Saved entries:
=== Section Start ===

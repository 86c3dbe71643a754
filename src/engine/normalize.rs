//! Zero-sum correction for one game's tentative posteriors
//!
//! Team-size asymmetry and differing uncertainties leave the raw Glicko-2
//! updates slightly unbalanced. Subtracting the mean delta from every
//! posterior closes the rating economy: points gained by winners equal
//! points lost by losers, exactly, for every single game.

use crate::types::PlayerRating;

/// Shift every tentative posterior so the per-game rating deltas sum to zero
///
/// `pairs` holds `(prior, tentative posterior)` for each participant.
/// Deviation and volatility are left untouched.
pub fn apply_zero_sum(pairs: &mut [(PlayerRating, PlayerRating)]) {
    if pairs.is_empty() {
        return;
    }

    let total_delta: f64 = pairs
        .iter()
        .map(|(before, after)| after.rating - before.rating)
        .sum();
    let correction = total_delta / pairs.len() as f64;

    for (_, after) in pairs.iter_mut() {
        after.rating -= correction;
    }
}

#[cfg(test)]
mod tests {
    use super::*;

    fn pair(id: i64, before: f64, after: f64) -> (PlayerRating, PlayerRating) {
        (
            PlayerRating {
                player_id: id,
                rating: before,
                rd: 225.0,
                sigma: 0.06,
            },
            PlayerRating {
                player_id: id,
                rating: after,
                rd: 210.0,
                sigma: 0.06,
            },
        )
    }

    #[test]
    fn test_deltas_sum_to_zero() {
        let mut pairs = vec![
            pair(1, 1500.0, 1530.0),
            pair(2, 1500.0, 1525.0),
            pair(3, 1500.0, 1460.0),
            pair(4, 1500.0, 1450.0),
        ];

        apply_zero_sum(&mut pairs);

        let total: f64 = pairs.iter().map(|(b, a)| a.rating - b.rating).sum();
        assert!(total.abs() < 1e-9);
    }

    #[test]
    fn test_relative_order_preserved() {
        let mut pairs = vec![pair(1, 1500.0, 1540.0), pair(2, 1500.0, 1470.0)];
        apply_zero_sum(&mut pairs);
        assert!(pairs[0].1.rating > pairs[1].1.rating);
    }

    #[test]
    fn test_rd_and_sigma_untouched() {
        let mut pairs = vec![pair(1, 1500.0, 1540.0), pair(2, 1500.0, 1470.0)];
        apply_zero_sum(&mut pairs);
        for (_, after) in &pairs {
            assert_eq!(after.rd, 210.0);
            assert_eq!(after.sigma, 0.06);
        }
    }

    #[test]
    fn test_balanced_input_is_untouched() {
        let mut pairs = vec![pair(1, 1500.0, 1520.0), pair(2, 1500.0, 1480.0)];
        apply_zero_sum(&mut pairs);
        assert!((pairs[0].1.rating - 1520.0).abs() < 1e-12);
        assert!((pairs[1].1.rating - 1480.0).abs() < 1e-12);
    }

    #[test]
    fn test_empty_slice_is_noop() {
        let mut pairs: Vec<(PlayerRating, PlayerRating)> = Vec::new();
        apply_zero_sum(&mut pairs);
        assert!(pairs.is_empty());
    }
}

=== Section End ===

EXERCISE INSTRUCTIONS: Every record above must be duplicated exactly.

EXERCISE ANSWER:
repository 86c3dbe71643a754
filename src/engine/normalize.rs
//! Zero-sum correction for one game's tentative posteriors
//!
//! Team-size asymmetry and differing uncertainties leave the raw Glicko-2
//! updates slightly unbalanced. Subtracting the mean delta from every
//! posterior closes the rating economy: points gained by winners equal
//! points lost by losers, exactly, for every single game.

use crate::types::PlayerRating;

/// Shift every tentative posterior so the per-game rating deltas sum to zero
///
/// `pairs` holds `(prior, tentative posterior)` for each participant.
/// Deviation and volatility are left untouched.
pub fn apply_zero_sum(pairs: &mut [(PlayerRating, PlayerRating)]) {
    if pairs.is_empty() {
        return;
    }

    let total_delta: f64 = pairs
        .iter()
        .map(|(before, after)| after.rating - before.rating)
        .sum();
    let correction = total_delta / pairs.len() as f64;

    for (_, after) in pairs.iter_mut() {
        after.rating -= correction;
    }
}

#[cfg(test)]
mod tests {
    use super::*;

    fn pair(id: i64, before: f64, after: f64) -> (PlayerRating, PlayerRating) {
        (
            PlayerRating {
                player_id: id,
                rating: before,
                rd: 225.0,
                sigma: 0.06,
            },
            PlayerRating {
                player_id: id,
                rating: after,
                rd: 210.0,
                sigma: 0.06,
            },
        )
    }

    #[test]
    fn test_deltas_sum_to_zero() {
        let mut pairs = vec![
            pair(1, 1500.0, 1530.0),
            pair(2, 1500.0, 1525.0),
            pair(3, 1500.0, 1460.0),
            pair(4, 1500.0, 1450.0),
        ];

        apply_zero_sum(&mut pairs);

        let total: f64 = pairs.iter().map(|(b, a)| a.rating - b.rating).sum();
        assert!(total.abs() < 1e-9);
    }

    #[test]
    fn test_relative_order_preserved() {
        let mut pairs = vec![pair(1, 1500.0, 1540.0), pair(2, 1500.0, 1470.0)];
        apply_zero_sum(&mut pairs);
        assert!(pairs[0].1.rating > pairs[1].1.rating);
    }

    #[test]
    fn test_rd_and_sigma_untouched() {
        let mut pairs = vec![pair(1, 1500.0, 1540.0), pair(2, 1500.0, 1470.0)];
        apply_zero_sum(&mut pairs);
        for (_, after) in &pairs {
            assert_eq!(after.rd, 210.0);
            assert_eq!(after.sigma, 0.06);
        }
    }

    #[test]
    fn test_balanced_input_is_untouched() {
        let mut pairs = vec![pair(1, 1500.0, 1520.0), pair(2, 1500.0, 1480.0)];
        apply_zero_sum(&mut pairs);
        assert!((pairs[0].1.rating - 1520.0).abs() < 1e-12);
        assert!((pairs[1].1.rating - 1480.0).abs() < 1e-12);
    }

    #[test]
    fn test_empty_slice_is_noop() {
        let mut pairs: Vec<(PlayerRating, PlayerRating)> = Vec::new();
        apply_zero_sum(&mut pairs);
        assert!(pairs.is_empty());
    }
}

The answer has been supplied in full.